Stabilization of an unstable reaction-diffusion PDE with input delay despite state and input quantization
Florent Koudohode, Nikolaos Bekiaris-Liberis
TL;DR
The paper tackles stabilizing an unstable reaction-diffusion PDE subject to input delay and state/input quantization. It reformulates the delay as an actuated transport PDE, applies backstepping to obtain a stable target system, and implements a switched predictor-feedback law with a dynamic quantization zoom. Using a combination of backstepping, small-gain, and ISS techniques, it proves global asymptotic stability of the PDE state in $L^2$ and the actuator state in $L^{\infty}$, with extensions to input quantization. The results advance robust stabilization of infinite-dimensional systems under practical digital implementation constraints and quantify how quantization and delay interact under a switched control strategy.
Abstract
We solve the global asymptotic stability problem of an unstable reaction-diffusion Partial Differential Equation (PDE) subject to input delay and state quantization developing a switched predictor-feedback law.

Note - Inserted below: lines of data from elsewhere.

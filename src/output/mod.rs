//! Output module for sitemaps, statistics and SEO reports
//!
//! This module handles:
//! - Writing text and XML sitemaps from Crawled records
//! - Printing store statistics, run summaries and previews
//! - Generating the markdown SEO report

mod markdown;
mod sitemap;
pub mod stats;

pub use markdown::{format_seo_report, write_seo_report};
pub use sitemap::{
    export_sitemaps, format_text_sitemap, format_xml_sitemap, write_text_sitemap,
    write_xml_sitemap,
};
pub use stats::{print_crawl_report, print_preview, print_statistics};

use crate::storage::StorageError;
use thiserror::Error;

/// Errors that can occur during output operations
#[derive(Debug, Error)]
pub enum OutputError {
    #[error("IO error: {0}")]
    Io(#[from] std::io::Error),

    #[error("Storage error: {0}")]
    Storage(#[from] StorageError),
}

/// Result type for output operations
pub type OutputResult<T> = Result<T, OutputError>;
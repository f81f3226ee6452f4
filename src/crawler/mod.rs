//! Crawler module for frontier building, fetching and the crawl loop
//!
//! This module contains the core crawling logic, including:
//! - Exponential backoff for failed URLs
//! - Classification of fetch results into success / retryable / terminal
//! - HTTP fetching and HTML extraction
//! - Frontier construction from stored state
//! - The sequential crawl driver

mod backoff;
mod classifier;
mod driver;
mod fetcher;
mod frontier;
mod parser;

pub use backoff::BackoffPolicy;
pub use classifier::{classify, classify_status, is_terminal_status, FetchOutcome};
pub use driver::{AttemptOutcome, CrawlDriver, CrawlSettings};
pub use fetcher::{build_http_client, FetchResponse, Fetcher, HttpFetcher, TransportError};
pub use frontier::{build_frontier, pending_work, Frontier, FrontierEntry, FrontierOptions, PendingWork};
pub use parser::{HtmlExtractor, LinkExtractor, SeoExtractor};

use crate::config::Config;
use crate::seo::RuleEvaluator;
use crate::storage::{RunSummary, Storage};
use crate::url::normalize_url;
use chrono::Utc;

/// Outcome of a complete crawl invocation
#[derive(Debug, Clone, Copy, PartialEq, Eq)]
pub struct CrawlReport {
    pub run_id: i64,
    /// Retries selected by the frontier builder
    pub frontier_retries: usize,
    /// New URLs selected by the frontier builder
    pub frontier_new: usize,
    pub summary: RunSummary,
    /// Work left after the run
    pub pending: PendingWork,
}

/// Runs one crawl invocation against the store
///
/// 1. Build the frontier from stored state (seeding an empty store)
/// 2. Record the run in the ledger
/// 3. Drain the frontier with the crawl driver
/// 4. Close the run and count the remaining work
///
/// # Example
///
/// ```no_run
/// use sitemap_seo::config::load_config_with_hash;
/// use sitemap_seo::crawler::{run_crawl, CrawlSettings, HttpFetcher};
/// use sitemap_seo::state::CrawlMode;
/// use sitemap_seo::storage::open_storage;
/// use std::path::Path;
///
/// # async fn example() -> Result<(), Box<dyn std::error::Error>> {
/// let (config, hash) = load_config_with_hash(Path::new("config.toml"))?;
/// let mut storage = open_storage(Path::new(&config.output.database_path))?;
/// let fetcher = HttpFetcher::new(&config.crawler)?;
/// let settings = CrawlSettings::from_config(&config.crawler, CrawlMode::Normal, None);
/// let report = run_crawl(&mut storage, &fetcher, &config, &hash, &settings).await?;
/// println!("{} pages crawled", report.summary.successes);
/// # Ok(())
/// # }
/// ```
pub async fn run_crawl<S: Storage + ?Sized, F: Fetcher>(
    storage: &mut S,
    fetcher: &F,
    config: &Config,
    config_hash: &str,
    settings: &CrawlSettings,
) -> crate::Result<CrawlReport> {
    let seed = normalize_url(&config.site.base_url)?;

    let options = FrontierOptions {
        mode: settings.mode,
        max_retries: settings.max_retries,
        policy: settings.policy,
        preview: false,
    };
    let frontier = build_frontier(storage, &options, seed.as_str(), Utc::now())?;
    let frontier_retries = frontier.retry_count;
    let frontier_new = frontier.new_count;

    let run_id = storage.create_run(config_hash, settings.mode, Utc::now())?;
    tracing::info!(
        "Starting run {} ({} mode, page limit {})",
        run_id,
        settings.mode,
        settings.max_pages
    );

    let evaluator = RuleEvaluator::new(config.seo.clone());
    let summary = CrawlDriver::new(storage, fetcher, &evaluator, *settings)
        .run(frontier)
        .await?;

    storage.complete_run(run_id, &summary, Utc::now())?;
    let pending = pending_work(storage, settings.max_retries, &settings.policy, Utc::now())?;

    tracing::info!(
        "Run {} finished: {} processed, {} succeeded, {} failed permanently, {} discovered",
        run_id,
        summary.pages_processed,
        summary.successes,
        summary.failed_permanently,
        summary.discovered
    );

    Ok(CrawlReport {
        run_id,
        frontier_retries,
        frontier_new,
        summary,
        pending,
    })
}
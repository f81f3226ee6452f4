use std::fmt;

/// Which part of the stored work a run attempts
#[derive(Debug, Clone, Copy, PartialEq, Eq, Hash, Default)]
pub enum CrawlMode {
    /// Eligible retries first, then new URLs; discovered links are recorded
    #[default]
    Normal,

    /// Only eligible retries; links on retried pages are not followed
    RetryOnly,

    /// Only new URLs; retry candidates are left alone
    NewOnly,
}

impl CrawlMode {
    /// Builds the mode from the two mutually exclusive CLI switches
    pub fn from_flags(retry_only: bool, new_only: bool) -> Self {
        if retry_only {
            Self::RetryOnly
        } else if new_only {
            Self::NewOnly
        } else {
            Self::Normal
        }
    }

    pub fn includes_retries(&self) -> bool {
        !matches!(self, Self::NewOnly)
    }

    pub fn includes_new(&self) -> bool {
        !matches!(self, Self::RetryOnly)
    }

    /// Whether outlinks of successfully crawled pages are recorded
    pub fn follows_links(&self) -> bool {
        !matches!(self, Self::RetryOnly)
    }

    pub fn as_str(&self) -> &'static str {
        match self {
            Self::Normal => "normal",
            Self::RetryOnly => "retry_only",
            Self::NewOnly => "new_only",
        }
    }

    pub fn from_db_string(s: &str) -> Option<Self> {
        match s {
            "normal" => Some(Self::Normal),
            "retry_only" => Some(Self::RetryOnly),
            "new_only" => Some(Self::NewOnly),
            _ => None,
        }
    }
}

impl fmt::Display for CrawlMode {
    fn fmt(&self, f: &mut fmt::Formatter<'_>) -> fmt::Result {
        let label = match self {
            Self::Normal => "Normal",
            Self::RetryOnly => "Retry Only",
            Self::NewOnly => "New Only",
        };
        f.write_str(label)
    }
}

#[cfg(test)]
mod tests {
    use super::*;

    #[test]
    fn test_from_flags() {
        assert_eq!(CrawlMode::from_flags(false, false), CrawlMode::Normal);
        assert_eq!(CrawlMode::from_flags(true, false), CrawlMode::RetryOnly);
        assert_eq!(CrawlMode::from_flags(false, true), CrawlMode::NewOnly);
    }

    #[test]
    fn test_mode_selection() {
        assert!(CrawlMode::Normal.includes_retries());
        assert!(CrawlMode::Normal.includes_new());
        assert!(CrawlMode::Normal.follows_links());

        assert!(CrawlMode::RetryOnly.includes_retries());
        assert!(!CrawlMode::RetryOnly.includes_new());
        assert!(!CrawlMode::RetryOnly.follows_links());

        assert!(!CrawlMode::NewOnly.includes_retries());
        assert!(CrawlMode::NewOnly.includes_new());
        assert!(CrawlMode::NewOnly.follows_links());
    }

    #[test]
    fn test_display() {
        assert_eq!(CrawlMode::RetryOnly.to_string(), "Retry Only");
        assert_eq!(CrawlMode::NewOnly.as_str(), "new_only");
    }

    #[test]
    fn test_db_string_roundtrip() {
        for mode in [CrawlMode::Normal, CrawlMode::RetryOnly, CrawlMode::NewOnly] {
            assert_eq!(CrawlMode::from_db_string(mode.as_str()), Some(mode));
        }
        assert_eq!(CrawlMode::from_db_string("Retry Only"), None);
    }
}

To deal with the input delay, we reformulate the problem as an actuated transport PDE coupled with the original reaction-diffusion PDE. Then, we design a quantized predictor-based feedback mechanism that employs a dynamic switching strategy to adjust the quantization range and error over time. The stability of the closed-loop system is proven properly combining backstepping with a small-gain approach and input-to-state stability techniques, for deriving estimates on solutions, despite the quantization effect and the system's instability. We also extend this result to the input quantization case.